DEV Community

Lawrence Cooke
Lawrence Cooke

Posted on

How To Use Materialized Views

There are times when a query takes a long time to run. While indexes and good query design often help, sometimes the query is inherently slow.

In cases like this, we need to find an alternative way to collect the data to prevent the queries from creating slowness on a website.

Materialized views can provide significant improvement in query performance, and are especially useful in aggregated and reporting queries.

To demonstrate this I am importing a 100 million row CSV of mock temperature data from about 400 cities.

Amsterdam;2010-06-28;15.4
Kano;2017-04-23;18.7
Calgary;2016-05-07;4.3
Reggane;2014-10-04;32.0
Fukuoka;2010-04-17;22.6
Khartoum;2017-05-29;29.8
Vilnius;2014-06-16;4.2
Murmansk;2011-09-29;3.8
Parakou;2010-09-12;10.6
Cairo;2014-03-29;42.6
Edmonton;2015-04-24;-2.1
...
Enter fullscreen mode Exit fullscreen mode

Creating and importing data into a table

To create the table in PostgreSQL the following table definition can be used:

CREATE TABLE weather_data (
    id INTEGER GENERATED ALWAYS AS IDENTITY PRIMARY KEY,
    city VARCHAR(100),
    recorded_date DATE,
    temperature FLOAT
);
Enter fullscreen mode Exit fullscreen mode

Importing the data can be done through psql

psql -h localhost -U postgres -W
Enter fullscreen mode Exit fullscreen mode
\copy weather_data(city, recorded_date, temperature) FROM 'measurements.csv' WITH (FORMAT csv, DELIMITER ';', HEADER);
Enter fullscreen mode Exit fullscreen mode

Querying the data

The query used here is one derived from the 1 billion row challenge.

SELECT city, 
  MIN(temperature) AS min_temperature, 
  MAX(temperature) AS max_temperature, 
  AVG(temperature) AS avg_temperature
FROM weather_data 
GROUP BY city
ORDER BY city;
Enter fullscreen mode Exit fullscreen mode

Image description

On 100 million rows, this took about 7 seconds to run.

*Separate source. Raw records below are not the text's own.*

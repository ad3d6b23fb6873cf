//! Blob framing: `salt(16) || nonce(12) || ciphertext+tag`.
//!
//! Salt and nonce have fixed widths, so the frame needs no length prefixes
//! and `unframe` is a pure slicing operation with no parsing ambiguity.

use crate::cipher::{NONCE_SIZE, TAG_SIZE};
use crate::error::{CryptoError, CryptoResult};
use crate::key::{Salt, SALT_SIZE};

/// Minimum well-formed blob: salt + nonce + tag-only ciphertext.
pub const MIN_BLOB_SIZE: usize = SALT_SIZE + NONCE_SIZE + TAG_SIZE;

/// Bundles salt, nonce, and ciphertext into one self-describing blob.
pub fn frame(salt: &Salt, nonce: &[u8; NONCE_SIZE], ciphertext: &[u8]) -> Vec<u8> {
    let mut blob = Vec::with_capacity(SALT_SIZE + NONCE_SIZE + ciphertext.len());
    blob.extend_from_slice(salt.as_bytes());
    blob.extend_from_slice(nonce);
    blob.extend_from_slice(ciphertext);
    blob
}

/// Splits a blob back into `(salt, nonce, ciphertext+tag)`.
///
/// Fails with [`CryptoError::MalformedBlob`] if the blob is shorter than
/// [`MIN_BLOB_SIZE`].
pub fn unframe(blob: &[u8]) -> CryptoResult<(Salt, [u8; NONCE_SIZE], &[u8])> {
    if blob.len() < MIN_BLOB_SIZE {
        return Err(CryptoError::MalformedBlob(format!(
            "blob is {} bytes, minimum is {}",
            blob.len(),
            MIN_BLOB_SIZE
        )));
    }

    let mut salt = [0u8; SALT_SIZE];
    salt.copy_from_slice(&blob[..SALT_SIZE]);

    let mut nonce = [0u8; NONCE_SIZE];
    nonce.copy_from_slice(&blob[SALT_SIZE..SALT_SIZE + NONCE_SIZE]);

    Ok((Salt::from_bytes(salt), nonce, &blob[SALT_SIZE + NONCE_SIZE..]))
}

If a query like this was running on a website, it would be too slow to be practical.

An option to consider is to use Redis, or Elastic Search to take the load off the database.

Another option is to use a materialized view in PostgreSQL to store the returned results.

What are Views?

A view in SQL is a virtual table. Rather than storing data, they store a SQL query. When the virtual table is queried, it's running the more complex query underneath to return the result.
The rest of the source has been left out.